Emulating Neural Assemblies by Molecular Assemblies: Molecular Computing Simulation of Digit Recognition

Je-Hwan Ryu, Hyo-Sun Chun, Christina Baek, Ji-Hoon Lee, and Byoung-Tak Zhang

Abstract

Cognition is an emergent phenomenon of the brain through the massive interactions of nerve cells. Thus, it is highly likely that studying the massive interactions of molecules sheds light on the computational principles of the neural assemblies. Here we study the collective behavior of neural assemblies by emulating it with molecular assemblies using DNA computing technology. We use the handwritten digit recognition problem as a case and perform in silico simulations. We use the DNA hypernetwork structure as a pattern recognition model based on a molecular assembly model of the neural assemblies by interpreting a collection of DNA hyperedges (molecular assembly) as a neural assembly. The DNA hyperedges represent the combinations of pixels of the digit image data and encoded as DNA molecules. During the learning phase, the hyperedges are created, selected, and amplified to change the molecular assemblies in the DNA hypernetwork. In the pattern recognition phase, a given handwriting image is converted to a collection of random hyperedges which are then matched to the hyperedges of the DNA hypernetwork.
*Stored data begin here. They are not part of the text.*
//! ---
//! scada_section: "03-persistence-metrics"
//! scada_subsection: "module"
//! scada_type: "source"
//! scada_scope: "code"
//! scada_description: "Metrics collection and export utilities."
//! scada_version: "v0.1.0"
//! scada_owner: "tbd"
//! ---
#![warn(missing_docs)]
//! The SCADA master's Prometheus families and their scrape endpoint.
//!
//! [`MasterMetrics`] owns its registry; the daemon calls
//! [`MasterMetrics::serve`] once at startup and the infrastructure scraper
//! pulls `/metrics` from there. Every bounded queue named in the concurrency
//! contract exposes its high-water mark here.

use std::net::SocketAddr;
use std::sync::Arc;

use anyhow::{Context, Result};
use axum::extract::State;
use axum::http::{header, StatusCode};
use axum::response::{IntoResponse, Response};
use axum::routing::get;
use axum::Router;
use prometheus::{
    Encoder, IntCounter, IntCounterVec, IntGauge, IntGaugeVec, Opts, Registry, TextEncoder,
};
use tokio::net::TcpListener;
use tokio::sync::watch;
use tokio::task::JoinHandle;
use tracing::{error, info, warn};

/// Renders the registry for the scraper. Encoding problems answer 500 so a
/// broken exporter shows up on the scraper side instead of silently serving
/// an empty page.
async fn scrape(State(registry): State<Arc<Registry>>) -> Response {
    let encoder = TextEncoder::new();
    match encoder.encode_to_string(&registry.gather()) {
        Ok(body) => (
            [(header::CONTENT_TYPE, encoder.format_type().to_owned())],
            body,
        )
            .into_response(),
        Err(err) => {
            error!(error = %err, "metric families failed to encode");
            (StatusCode::INTERNAL_SERVER_ERROR, "metrics encoding error").into_response()
        }
    }
}

/// Running scrape endpoint, stopped through [`MetricsExporter::shutdown`].
pub struct MetricsExporter {
    addr: SocketAddr,
    shutdown: watch::Sender<bool>,
    task: JoinHandle<()>,
}

impl MetricsExporter {
    /// Address the scraper should pull from.
    pub fn addr(&self) -> SocketAddr {
        self.addr
    }

    /// Stop serving and wait for the endpoint task.
    pub async fn shutdown(self) -> Result<()> {
        let _ = self.shutdown.send(true);
        self.task.await?;
        Ok(())
    }
}

/// Metric families recorded by the SCADA master.
#[derive(Clone)]
pub struct MasterMetrics {
    registry: Arc<Registry>,
    node_state: IntGaugeVec,
    frames_received: IntCounterVec,
    queue_high_water: IntGaugeVec,
    fanout_subscribers: IntGauge,
    fanout_dropped: IntCounter,
    alarms_active: IntGaugeVec,
    sbo_sessions: IntCounterVec,
    historian_rows: IntCounter,
    historian_spill_depth: IntGauge,
    historian_rows_lost: IntCounter,
}

impl MasterMetrics {
    /// Create the master's families on a fresh registry.
    pub fn new() -> Result<Self> {
        let registry = Arc::new(Registry::new());

        let node_state = IntGaugeVec::new(
            Opts::new(
                "scada_node_link_state",
                "Indicator (0/1) of the current link state per node",
            ),
            &["node", "state"],
        )?;
        registry.register(Box::new(node_state.clone()))?;

        let frames_received = IntCounterVec::new(
            Opts::new(
                "scada_frames_received_total",
                "Control-channel frames received, by node and kind",
            ),
            &["node", "kind"],
        )?;
        registry.register(Box::new(frames_received.clone()))?;

        let queue_high_water = IntGaugeVec::new(
            Opts::new(
                "scada_queue_high_water",
                "Highest observed depth of each bounded queue",
            ),
            &["queue"],
        )?;
        registry.register(Box::new(queue_high_water.clone()))?;

        let fanout_subscribers = IntGauge::with_opts(Opts::new(
            "scada_fanout_subscribers",
            "Currently subscribed dashboard clients",
        ))?;
        registry.register(Box::new(fanout_subscribers.clone()))?;

        let fanout_dropped = IntCounter::with_opts(Opts::new(
            "scada_fanout_dropped_total",
            "Messages dropped from slow-consumer queues",
        ))?;
        registry.register(Box::new(fanout_dropped.clone()))?;

        let alarms_active = IntGaugeVec::new(
            Opts::new("scada_alarms_active", "Active alarms by severity"),
            &["severity"],
        )?;
        registry.register(Box::new(alarms_active.clone()))?;

        let sbo_sessions = IntCounterVec::new(
            Opts::new(
                "scada_sbo_sessions_total",
                "SBO sessions by terminal outcome",
            ),
            &["outcome"],
        )?;
        registry.register(Box::new(sbo_sessions.clone()))?;

        let historian_rows = IntCounter::with_opts(Opts::new(
            "scada_historian_rows_written_total",
            "Rows successfully written to the historian sink",
        ))?;
        registry.register(Box::new(historian_rows.clone()))?;

        let historian_spill_depth = IntGauge::with_opts(Opts::new(
            "scada_historian_spill_depth",
            "Rows currently held in the historian spillover buffer",
        ))?;
        registry.register(Box::new(historian_spill_depth.clone()))?;

        let historian_rows_lost = IntCounter::with_opts(Opts::new(
            "scada_historian_rows_lost_total",
            "Rows dropped from the historian spillover buffer",
        ))?;
        registry.register(Box::new(historian_rows_lost.clone()))?;

        Ok(Self {
            registry,
            node_state,
            frames_received,
            queue_high_water,
            fanout_subscribers,
            fanout_dropped,
            alarms_active,
            sbo_sessions,
            historian_rows,
            historian_spill_depth,
            historian_rows_lost,
        })
    }

    /// The registry backing these families (tests and extra registrations).
    pub fn registry(&self) -> Arc<Registry> {
        self.registry.clone()
    }

    /// Bind `listen` and start answering `/metrics` scrapes.
    pub async fn serve(&self, listen: SocketAddr) -> Result<MetricsExporter> {
        let listener = TcpListener::bind(listen)
            .await
            .with_context(|| format!("failed to bind metrics listener {listen}"))?;
        let addr = listener.local_addr()?;
        info!(address = %addr, "prometheus scrape endpoint up");

        let app = Router::new()
            .route("/metrics", get(scrape))
            .with_state(self.registry.clone());

        let (shutdown_tx, mut shutdown_rx) = watch::channel(false);
        let task = tokio::spawn(async move {
            let server = axum::serve(listener, app).with_graceful_shutdown(async move {
                let _ = shutdown_rx.changed().await;
            });
            if let Err(err) = server.await {
                warn!(error = %err, "metrics endpoint exited with error");
            }
        });

        Ok(MetricsExporter {
            addr,
            shutdown: shutdown_tx,
            task,
        })
    }

    /// Record a node's link state (clears the other state labels for the node).
    pub fn set_node_state(&self, node: &str, state: &str) {
        for candidate in ["Connecting", "Connected", "Reconnecting", "Degraded", "Offline"] {
            self.node_state
                .with_label_values(&[node, candidate])
                .set(i64::from(candidate == state));
        }
    }

    /// Count one received control-channel frame.
    pub fn inc_frame(&self, node: &str, kind: &str) {
        self.frames_received.with_label_values(&[node, kind]).inc();
    }

    /// Raise a queue's high-water mark if `depth` exceeds it.
    pub fn observe_queue_depth(&self, queue: &str, depth: usize) {
        let gauge = self.queue_high_water.with_label_values(&[queue]);
        if depth as i64 > gauge.get() {
            gauge.set(depth as i64);
        }
    }

    /// Track the subscriber count.
    pub fn set_subscribers(&self, count: usize) {
        self.fanout_subscribers.set(count as i64);
    }

    /// Count messages dropped on slow-consumer queues.
    pub fn inc_fanout_dropped(&self, count: u64) {
        self.fanout_dropped.inc_by(count);
    }

    /// Track active alarm counts by severity.
    pub fn set_alarms_active(&self, severity: &str, count: usize) {
        self.alarms_active
            .with_label_values(&[severity])
            .set(count as i64);
    }

    /// Count an SBO session reaching a terminal state.
    pub fn inc_sbo(&self, outcome: &str) {
        self.sbo_sessions.with_label_values(&[outcome]).inc();
    }

    /// Count rows written to the historian.
    pub fn inc_historian_rows(&self, count: u64) {
        self.historian_rows.inc_by(count);
    }

    /// Track the spillover depth.
    pub fn set_historian_spill_depth(&self, depth: usize) {
        self.historian_spill_depth.set(depth as i64);
    }

    /// Count rows dropped from the spillover buffer.
    pub fn inc_historian_rows_lost(&self, count: u64) {
        self.historian_rows_lost.inc_by(count);
    }
}

pub use prometheus;
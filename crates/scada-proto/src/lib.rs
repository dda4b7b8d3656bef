//! ---
//! scada_section: "02-control-channel-data-model"
//! scada_subsection: "module"
//! scada_type: "source"
//! scada_scope: "code"
//! scada_description: "Shared data model and control-channel framing."
//! scada_version: "v0.1.0"
//! scada_owner: "tbd"
//! ---
#![warn(missing_docs)]
//! The data model shared between master and RTUs, plus the length-prefixed
//! JSON framing used on the persistent control channel.

pub mod codec;
pub mod frames;
pub mod model;

/// Schema version broadcast in every `Hello` frame.
pub const SCHEMA_VERSION: u16 = 1;

pub use codec::{read_frame, write_frame, CodecError, MAX_FRAME_BYTES};
pub use frames::{
    BreakerAction, Command, CommandFrame, CommandOutcome, Frame, ReplyFrame, RtuEvent,
};
pub use model::{
    BreakerState, ConnectionProtocol, ConnectionRecord, ConnectionStatus, LinkState,
    NodeDescriptor, NodeKind, Quality, TelemetrySample,
};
The degree of matching determines the recognition label of the new image. Our simulation results of incremental learning on a real-life training dataset (MNIST data of size of order 10^4 or higher) demonstrate the statistical tendency of monotonic improvement of recognition accuracy as new training data are observed online. The analysis of the learned hypernetwork structure reveals interesting “building blocks” (molecular assemblies) which can be re-interpreted as “neural assemblies” potentially important for solving the pattern recognition problem.